By BRIAN DICKERSON
Detroit Free Press
DETROIT — Future historians seeking to understand the decline of Western Civilization will want to pay close attention to what happened in public schools in southeast Michigan this week.
Spurred by a delta variant that has proved more virulent and dangerous than anyone foresaw last spring, public health authorities in more than a dozen of the state’s largest counties have decreed that students who returned to school this week should wear masks.
But some students aren’t having it — and some of their parents are encouraging them to defy the mask mandate, even if it means being herded into quarantined spaces with other spoiled brats drunk on their own solipsism.
I’m a journalist, and I was once a teenager, so I’m more than sympathetic the idea that governments (and grown-ups in general) sometimes abuse their authority. That’s why we’ve given courts the authority to review the conduct of school districts, state legislatures and even presidents, and to intercede when they exceed their legal authority.
Mask up? Who’s gonna make me?
But the mask-less students and parents who bullied their way into Washtenaw County schools haven’t challenged the county health department’s statutory authority. Perhaps competent lawyers have explained how little traction such a challenge would find in any state or federal courtroom.

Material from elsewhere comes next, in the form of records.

//! Namespaced key-value file emulation.
//!
//! When no native filesystem is available, file reads and writes are
//! emulated over whatever local key-value store the session has. Each file
//! path owns exactly one key; writes are last-write-wins per key.

use alloc::format;
use alloc::string::String;

use crate::error::HostError;

/// Key namespace for emulated file content.
pub const FILE_KEY_PREFIX: &str = "zos:file:";

/// Store key for a file path: `zos:file:<path>`.
pub fn file_key(path: &str) -> String {
    format!("{}{}", FILE_KEY_PREFIX, path)
}

/// A keyed string store with last-write-wins semantics.
///
/// `localStorage` backs this in the browser; tests use the in-memory
/// double from `crate::testing`. Any backend satisfying the write-then-read
/// round-trip property can serve.
pub trait KeyValueStore {
    /// Read the value for a key, `None` if the key was never written.
    fn get(&self, key: &str) -> Result<Option<String>, HostError>;

    /// Write the value for a key, replacing any previous value.
    fn set(&self, key: &str, value: &str) -> Result<(), HostError>;
}

/// File read/write emulation over a key-value backend.
pub struct FileStore<S: KeyValueStore> {
    store: S,
}

impl<S: KeyValueStore> FileStore<S> {
    /// Wrap a key-value backend.
    pub fn new(store: S) -> Self {
        Self { store }
    }

    /// Read emulated file content.
    ///
    /// A path that was never written reads as the empty string, matching
    /// what applications expect from a fresh profile.
    pub fn read(&self, path: &str) -> Result<String, HostError> {
        Ok(self.store.get(&file_key(path))?.unwrap_or_default())
    }

    /// Write emulated file content.
    pub fn write(&self, path: &str, content: &str) -> Result<(), HostError> {
        self.store.set(&file_key(path), content)
    }

    /// Access the underlying backend.
    pub fn backend(&self) -> &S {
        &self.store
    }
}
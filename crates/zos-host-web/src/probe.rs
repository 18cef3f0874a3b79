//! Environment detection for provider selection.
//!
//! Everything here is side-effect-free and never throws: a missing marker
//! or a missing `window` is the normal browser-only (or worker) case, not
//! an error. Detection runs once per session, at router initialization.

use js_sys::Function;
use wasm_bindgen::{JsCast, JsValue};

use zos_host::BrowserFeatures;

/// Name of the injected global object marking a native bridge session.
pub(crate) const NATIVE_MARKER: &str = "ZosNative";

/// Look up the native bridge marker.
///
/// Returns the `ZosNative` object and its `invoke` function when both are
/// present and well-formed. A marker object without a callable `invoke`
/// counts as absent.
pub(crate) fn find_native_marker() -> Option<(JsValue, Function)> {
    let window = web_sys::window()?;

    let marker = js_sys::Reflect::get(&window, &NATIVE_MARKER.into()).ok()?;
    if marker.is_undefined() || marker.is_null() {
        return None;
    }

    let invoke = js_sys::Reflect::get(&marker, &"invoke".into())
        .ok()
        .and_then(|f| f.dyn_into::<Function>().ok())?;

    Some((marker, invoke))
}

/// Probe which guarded browser APIs exist in this session.
pub(crate) fn browser_features() -> BrowserFeatures {
    let Some(window) = web_sys::window() else {
        return BrowserFeatures::none();
    };

    let clipboard = js_sys::Reflect::get(window.navigator().as_ref(), &"clipboard".into())
        .map(|v| !v.is_undefined() && !v.is_null())
        .unwrap_or(false);

    let notifications = js_sys::Reflect::get(&window, &"Notification".into())
        .map(|v| !v.is_undefined() && !v.is_null())
        .unwrap_or(false);

    BrowserFeatures {
        clipboard,
        notifications,
    }
}
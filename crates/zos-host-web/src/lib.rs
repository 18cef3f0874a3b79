//! Browser-based Host Capability Router for Zero OS
//!
//! This crate runs in the browser's main thread and gives application code
//! one stable asynchronous surface for host capabilities (file I/O,
//! notifications, clipboard, dialogs, external links), hiding whether a
//! native desktop bridge or a browser API serves each call.
//!
//! ## Module Structure
//!
//! - `host` - The `Host` router and per-session provider selection
//! - `native` - Provider backed by the injected `ZosNative` bridge object
//! - `browser` - Provider backed by standard browser APIs
//! - `probe` - Side-effect-free environment detection
//! - `console` - Prefixed console logging
//!
//! ## Architecture
//!
//! Detection runs once, at `Host::detect()`: if the `ZosNative` global is
//! present the native provider serves every operation for the session;
//! otherwise the browser provider does, with capability flags reflecting
//! actual browser API availability. The provider choice never changes
//! mid-session: a native failure propagates to the caller instead of
//! silently falling back.

// =============================================================================
// Module declarations
// =============================================================================

pub(crate) mod browser;
pub(crate) mod console;
pub(crate) mod host;
pub(crate) mod native;
pub(crate) mod probe;

// =============================================================================
// Public re-exports
// =============================================================================

// Re-export the Host router (main public API)
pub use host::Host;

// Re-export the provider types for direct construction in tests and tooling
pub use browser::BrowserHost;
pub use native::NativeBridge;

// Re-export the core capability model for convenience
pub use zos_host::{
    BrowserFeatures, HostCapabilities, HostError, OpenDialogOptions, SaveDialogOptions,
};
use crate::material::MaterialId;
use anyhow::{Context, Result};
use serde::{Deserialize, Serialize};
use std::fs;
use std::path::Path;

/// Weak handle to a scene entity. It stays valid only as long as the entity
/// does; lookups through a stale key come back empty.
#[derive(Debug, Clone, Copy, PartialEq, Eq, Hash, PartialOrd, Ord)]
pub struct EntityKey(u64);

impl EntityKey {
    pub const fn from_bits(bits: u64) -> Self {
        Self(bits)
    }

    pub const fn to_bits(self) -> u64 {
        self.0
    }
}

/// One renderable as seen by a scene scan.
#[derive(Debug, Clone)]
pub struct RenderableEntity {
    pub key: EntityKey,
    pub active_in_hierarchy: bool,
    /// Part of a prefab/template definition rather than a live instance.
    pub prefab_asset: bool,
    /// One slot per sub-mesh; `None` marks an empty slot.
    pub materials: Vec<Option<MaterialId>>,
}

pub trait SceneGraph {
    /// Renderables in scan order. With `include_inactive == false` entities that
    /// are inactive in the hierarchy are left out.
    fn renderables(&self, include_inactive: bool) -> Vec<RenderableEntity>;

    /// Current name of a live entity.
    fn entity_name(&self, key: EntityKey) -> Option<&str>;
}

const fn default_active() -> bool {
    true
}

fn is_true(value: &bool) -> bool {
    *value
}

fn is_false(value: &bool) -> bool {
    !*value
}

#[derive(Debug, Clone, Default, Serialize, Deserialize)]
pub struct Scene {
    #[serde(default, skip_serializing_if = "Option::is_none")]
    pub name: Option<String>,
    #[serde(default)]
    pub entities: Vec<SceneEntity>,
}

#[derive(Debug, Clone, Serialize, Deserialize)]
pub struct SceneEntity {
    pub name: String,
    #[serde(default = "default_active", skip_serializing_if = "is_true")]
    pub active: bool,
    #[serde(default, skip_serializing_if = "Option::is_none")]
    pub parent: Option<usize>,
    #[serde(default, skip_serializing_if = "is_false")]
    pub prefab_asset: bool,
    #[serde(default, skip_serializing_if = "Option::is_none")]
    pub renderer: Option<RendererData>,
}

#[derive(Debug, Clone, Default, Serialize, Deserialize)]
pub struct RendererData {
    #[serde(default)]
    pub materials: Vec<Option<MaterialId>>,
}

impl SceneEntity {
    pub fn new(name: impl Into<String>) -> Self {
        Self { name: name.into(), active: true, parent: None, prefab_asset: false, renderer: None }
    }

    pub fn with_materials<I, M>(mut self, materials: I) -> Self
    where
        I: IntoIterator<Item = Option<M>>,
        M: Into<MaterialId>,
    {
        self.renderer =
            Some(RendererData { materials: materials.into_iter().map(|m| m.map(Into::into)).collect() });
        self
    }
}

impl Scene {
    pub fn load_from_path(path: impl AsRef<Path>) -> Result<Self> {
        let path = path.as_ref();
        let bytes = fs::read(path).with_context(|| format!("Reading scene file {}", path.display()))?;
        let scene = serde_json::from_slice::<Scene>(&bytes)
            .with_context(|| format!("Parsing scene file {}", path.display()))?;
        Ok(scene)
    }

    pub fn save_to_path(&self, path: impl AsRef<Path>) -> Result<()> {
        let path = path.as_ref();
        if let Some(parent) = path.parent() {
            fs::create_dir_all(parent)
                .with_context(|| format!("Creating scene directory {}", parent.display()))?;
        }
        let json = serde_json::to_string_pretty(self)?;
        fs::write(path, json.as_bytes()).with_context(|| format!("Writing scene file {}", path.display()))?;
        Ok(())
    }
}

Instead, anti-maskers are taking advantage of the reality that most school districts lack the resources to enforce the rules in the face of parents and students determined to defy them.
This is a practical limitation on the “rule of law” Americans like to pretend is sacrosanct in our country. As Bridget McCormack, the chief justice of Michigan’s highest court, likes to remind us, most laws are little more than agreements among the governed. Unless you live in a police state, compliance depends more on self-regulation than external enforcement.
Usually, this works out pretty well. Most of us don’t pilfer groceries or drive 100 mph, even when we’re reasonably confident no one is around to stop us.
But the parents and students defying school mask mandates have taken a different position: If schools don’t have the will or the resources to enforce compliance, they figure, the mandates should be regarded as mere recommendations that any dissenting student is entitled to ignore.
The triumph of selfishness
I’m not that mad at those recalcitrant kids. Their prefrontal lobes are still developing, and some will grow up to become fully functioning adults, providing they move away from their parental enablers in time.
The parents who encourage their misguided civil disobedience are more problematic. It’s too late to neuter them, and impractical to quarantine them. Even if they were confined to their own houses, many of them would persist in their delusion that they are fighting a noble and quintessentially American fight to preserve their children’s individual liberty in the face of authoritarian oppression.
But it’s selfishness they’re celebrating, not self-actualization. Defying the overwhelming scientific consensus that masking is an effective means of slowing COVID-19 transmission, these parents have simply decided to subordinate the safety of teachers and other people’s children to the personal convenience of their own.
And there’s nothing principled, or even particularly American, about that.
If your kids attend or attended public school, you’ve run into parents like this before. They’re the ones who complain when one student’s life-threatening allergy compels a teacher to proscribe peanut butter in the classroom, or throw a fit when the high school coach pulls their kid to give playing time to a less-talented teammate. In defending their precious progeny’s personal prerogatives, they risk burdening society with young adults who don’t recognize when the safety and welfare of others trumps their own selfish druthers.
It matters little how brilliant, athletically talented or artistically gifted such children turn out to be. If they graduate from high school without appreciating how their personal conduct enhances or jeopardizes the well-being of their classmates, neighbors and fellow citizens, they will grow up to be jerks.
And the world needs no more of those.